What is professional malpractice?
Professional malpractice refers to negligence or misconduct by a professional person. The failure to meet a standard of care that is recognized by a profession reaches the level of malpractice when a client is injured or damaged because of error. Acts of professional malpractice may include misrepresentation, misappropriation of funds, failure to communicate offers, conflict of interest, failure to meet court deadlines, and incompetence.
What do you have to prove in a professional malpractice case?
In a professional malpractice case, you must show that the licensed professional harmed you by failing to meet the appropriate standard of care in your community.

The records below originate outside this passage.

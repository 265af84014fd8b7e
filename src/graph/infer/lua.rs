//! Lua type-inference front-end
//!
//! Lua has no declarations to lean on, so this stays deliberately thin:
//! `local x = Thing.new()` and `x = Thing()` bind `x` to `Thing`, which is
//! enough for the resolver's `x:method()` path.

use super::{looks_like_constructor, text_of, LocalTypes, TypeInference};
use tree_sitter::Node;

pub(super) fn build_local_variable_type_map(
    _engine: &TypeInference<'_>,
    caller_node: Node<'_>,
    source: &[u8],
    _module_qn: &str,
) -> LocalTypes {
    let mut locals = LocalTypes::new();

    let mut stack = vec![caller_node];
    while let Some(node) = stack.pop() {
        if matches!(node.kind(), "variable_declaration" | "assignment_statement") {
            bind_assignment(node, source, &mut locals);
        }
        for i in (0..node.child_count()).rev() {
            if let Some(child) = node.child(i) {
                stack.push(child);
            }
        }
    }

    locals
}

/// Pair each assigned name with its expression and keep constructor-shaped
/// right-hand sides (`Thing.new(...)`, `Thing(...)`).
fn bind_assignment(node: Node<'_>, source: &[u8], locals: &mut LocalTypes) {
    let mut names = Vec::new();
    let mut values = Vec::new();

    let mut stack = vec![node];
    while let Some(current) = stack.pop() {
        match current.kind() {
            "variable_list" | "variable_declaration" | "assignment_statement" => {
                for i in (0..current.child_count()).rev() {
                    if let Some(child) = current.child(i) {
                        stack.push(child);
                    }
                }
            }
            "identifier" if values.is_empty() => {
                if let Some(text) = text_of(current, source) {
                    names.push(text.to_string());
                }
            }
            "expression_list" => {
                for i in 0..current.named_child_count() {
                    if let Some(child) = current.named_child(i) {
                        values.push(child);
                    }
                }
            }
            _ => {}
        }
    }

    names.reverse();
    for (name, value) in names.iter().zip(values.iter()) {
        if let Some(ctor) = constructor_shape(*value, source) {
            locals.insert(name.clone(), ctor);
        }
    }
}

fn constructor_shape(expr: Node<'_>, source: &[u8]) -> Option<String> {
    if expr.kind() != "function_call" {
        return None;
    }
    let name_node = expr.child_by_field_name("name")?;
    let text = text_of(name_node, source)?;

    // Thing.new(...) / Thing:create(...) / Thing(...)
    let base = text
        .split(['.', ':'])
        .next()
        .unwrap_or(text);
    if looks_like_constructor(base) {
        Some(base.to_string())
    } else {
        None
    }
}
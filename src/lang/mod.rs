//! Language registry
//!
//! One `Lang` variant per supported grammar, plus the per-language spec the
//! pipeline consults for scoping rules: which node kinds open a module, a
//! class, or a function scope, and which files mark a directory as a
//! package. Query bundles live in [`queries`].

pub mod queries;

use std::path::Path;
use tree_sitter::Language;

pub use queries::{QueryBundle, QuerySet};

/// Supported languages
#[derive(Debug, Clone, Copy, PartialEq, Eq, Hash, PartialOrd, Ord)]
pub enum Lang {
    Python,
    Java,
    JavaScript,
    TypeScript,
    Rust,
    Cpp,
    C,
    Go,
    Lua,
}

impl Lang {
    pub const ALL: [Lang; 9] = [
        Lang::Python,
        Lang::Java,
        Lang::JavaScript,
        Lang::TypeScript,
        Lang::Rust,
        Lang::Cpp,
        Lang::C,
        Lang::Go,
        Lang::Lua,
    ];

    pub fn as_str(&self) -> &'static str {
        match self {
            Lang::Python => "python",
            Lang::Java => "java",
            Lang::JavaScript => "javascript",
            Lang::TypeScript => "typescript",
            Lang::Rust => "rust",
            Lang::Cpp => "cpp",
            Lang::C => "c",
            Lang::Go => "go",
            Lang::Lua => "lua",
        }
    }

    /// Detect language from a file path extension.
    pub fn from_path(path: &Path) -> Option<Lang> {
        let ext = path.extension()?.to_str()?;
        match ext.to_lowercase().as_str() {
            "py" | "pyi" => Some(Lang::Python),
            "java" => Some(Lang::Java),
            "js" | "jsx" | "mjs" | "cjs" => Some(Lang::JavaScript),
            "ts" | "tsx" | "mts" | "cts" => Some(Lang::TypeScript),
            "rs" => Some(Lang::Rust),
            "cpp" | "cc" | "cxx" | "hpp" | "hxx" | "hh" => Some(Lang::Cpp),
            "c" | "h" => Some(Lang::C),
            "go" => Some(Lang::Go),
            "lua" => Some(Lang::Lua),
            _ => None,
        }
    }

    /// The tree-sitter grammar for this language.
    pub fn grammar(&self) -> Language {
        match self {
            Lang::Python => tree_sitter_python::LANGUAGE.into(),
            Lang::Java => tree_sitter_java::LANGUAGE.into(),
            Lang::JavaScript => tree_sitter_javascript::LANGUAGE.into(),
            Lang::TypeScript => tree_sitter_typescript::LANGUAGE_TYPESCRIPT.into(),
            Lang::Rust => tree_sitter_rust::LANGUAGE.into(),
            Lang::Cpp => tree_sitter_cpp::LANGUAGE.into(),
            Lang::C => tree_sitter_c::LANGUAGE.into(),
            Lang::Go => tree_sitter_go::LANGUAGE.into(),
            Lang::Lua => tree_sitter_lua::LANGUAGE.into(),
        }
    }

    /// Scoping rules and package indicators for this language.
    pub fn spec(&self) -> &'static LanguageSpec {
        match self {
            Lang::Python => &PYTHON_SPEC,
            Lang::Java => &JAVA_SPEC,
            Lang::JavaScript => &JAVASCRIPT_SPEC,
            Lang::TypeScript => &TYPESCRIPT_SPEC,
            Lang::Rust => &RUST_SPEC,
            Lang::Cpp => &CPP_SPEC,
            Lang::C => &C_SPEC,
            Lang::Go => &GO_SPEC,
            Lang::Lua => &LUA_SPEC,
        }
    }

    /// File names that collapse to the directory's qualified name.
    pub fn is_root_module_file(&self, file_name: &str) -> bool {
        match self {
            Lang::Python => file_name == "__init__.py",
            Lang::Rust => file_name == "mod.rs",
            _ => false,
        }
    }
}

impl std::fmt::Display for Lang {
    fn fmt(&self, f: &mut std::fmt::Formatter<'_>) -> std::fmt::Result {
        f.write_str(self.as_str())
    }
}

/// Tree-sitter node kinds and package indicators for one language
#[derive(Debug)]
pub struct LanguageSpec {
    /// Node kinds that terminate upward QN walks (the file root)
    pub module_node_types: &'static [&'static str],
    /// Node kinds that open a class-like scope
    pub class_node_types: &'static [&'static str],
    /// Node kinds that open a function-like scope
    pub function_node_types: &'static [&'static str],
    /// File names whose presence makes a directory a Package
    pub package_indicators: &'static [&'static str],
}

static PYTHON_SPEC: LanguageSpec = LanguageSpec {
    module_node_types: &["module"],
    class_node_types: &["class_definition"],
    function_node_types: &["function_definition"],
    package_indicators: &["__init__.py"],
};

static JAVA_SPEC: LanguageSpec = LanguageSpec {
    module_node_types: &["program"],
    class_node_types: &["class_declaration", "interface_declaration", "enum_declaration"],
    function_node_types: &["method_declaration", "constructor_declaration"],
    package_indicators: &["package-info.java"],
};

static JAVASCRIPT_SPEC: LanguageSpec = LanguageSpec {
    module_node_types: &["program"],
    class_node_types: &["class_declaration", "class"],
    function_node_types: &[
        "function_declaration",
        "function_expression",
        "generator_function_declaration",
        "method_definition",
        "arrow_function",
    ],
    package_indicators: &["package.json"],
};

static TYPESCRIPT_SPEC: LanguageSpec = LanguageSpec {
    module_node_types: &["program"],
    class_node_types: &["class_declaration", "class"],
    function_node_types: &[
        "function_declaration",
        "function_expression",
        "generator_function_declaration",
        "method_definition",
        "arrow_function",
    ],
    package_indicators: &["package.json"],
};

static RUST_SPEC: LanguageSpec = LanguageSpec {
    module_node_types: &["source_file"],
    class_node_types: &["struct_item", "enum_item", "trait_item", "impl_item"],
    function_node_types: &["function_item"],
    package_indicators: &["mod.rs", "lib.rs"],
};

static CPP_SPEC: LanguageSpec = LanguageSpec {
    module_node_types: &["translation_unit"],
    class_node_types: &["class_specifier", "struct_specifier"],
    function_node_types: &["function_definition"],
    package_indicators: &[],
};

static C_SPEC: LanguageSpec = LanguageSpec {
    module_node_types: &["translation_unit"],
    class_node_types: &[],
    function_node_types: &["function_definition"],
    package_indicators: &[],
};

static GO_SPEC: LanguageSpec = LanguageSpec {
    module_node_types: &["source_file"],
    class_node_types: &["type_spec"],
    function_node_types: &["function_declaration", "method_declaration"],
    package_indicators: &["go.mod"],
};

static LUA_SPEC: LanguageSpec = LanguageSpec {
    module_node_types: &["chunk"],
    class_node_types: &[],
    function_node_types: &["function_declaration"],
    package_indicators: &["init.lua"],
};

#[cfg(test)]
mod tests {
    use super::*;

    #[test]
    fn test_detect_language_from_extension() {
        assert_eq!(Lang::from_path(Path::new("foo.py")), Some(Lang::Python));
        assert_eq!(Lang::from_path(Path::new("foo.ts")), Some(Lang::TypeScript));
        assert_eq!(Lang::from_path(Path::new("foo.rs")), Some(Lang::Rust));
        assert_eq!(Lang::from_path(Path::new("foo.cc")), Some(Lang::Cpp));
        assert_eq!(Lang::from_path(Path::new("foo.h")), Some(Lang::C));
        assert_eq!(Lang::from_path(Path::new("foo.lua")), Some(Lang::Lua));
        assert_eq!(Lang::from_path(Path::new("foo.txt")), None);
        assert_eq!(Lang::from_path(Path::new("Makefile")), None);
    }

    #[test]
    fn test_root_module_files_collapse() {
        assert!(Lang::Python.is_root_module_file("__init__.py"));
        assert!(Lang::Rust.is_root_module_file("mod.rs"));
        assert!(!Lang::Rust.is_root_module_file("lib.rs"));
        assert!(!Lang::Go.is_root_module_file("main.go"));
    }

    #[test]
    fn test_every_language_has_a_spec() {
        for lang in Lang::ALL {
            let spec = lang.spec();
            assert!(
                !spec.module_node_types.is_empty(),
                "{lang} must name its module node"
            );
            assert!(
                !spec.function_node_types.is_empty(),
                "{lang} must name its function nodes"
            );
        }
    }
}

We do this by proving (1) you were a client of the professional; (2) the professional acted negligently based on the level of care, skill, and diligence commonly exercised by other members of the profession; (3) you were harmed financially; and (4) the professional’s negligence was the direct cause of that harm.
Who can be held liable for professional malpractice?
Any licensed professional can be held liable for professional malpractice, including lawyers, insurance agents, architects, and accountants. An expert witness licensed to practice in the same field can provide testimony explaining the standard of care for that profession in your community—and how the defendant failed to meet it.
What constitutes legal malpractice?
A lawyer has the duty to act with honesty, good faith, fairness, integrity, and fidelity. He or she must also possess the legal skill and knowledge that is ordinarily possessed by a member of the legal profession practicing in a given area of law. Lawyers who give improper advice, improperly prepare documents, fail to file documents, or make a faulty analysis may be charged with malpractice.
There may also be negligence in the handling of the attorney-client relationship, such as when an attorney fails to properly communicate with his or her client. In other cases, an attorney may have handled client funds inappropriately.
As lawyers, we understand our responsibilities to those who place their trust in us. When another lawyer fails to conform to standards of conduct recognized by the profession, we will work to hold him or her accountable.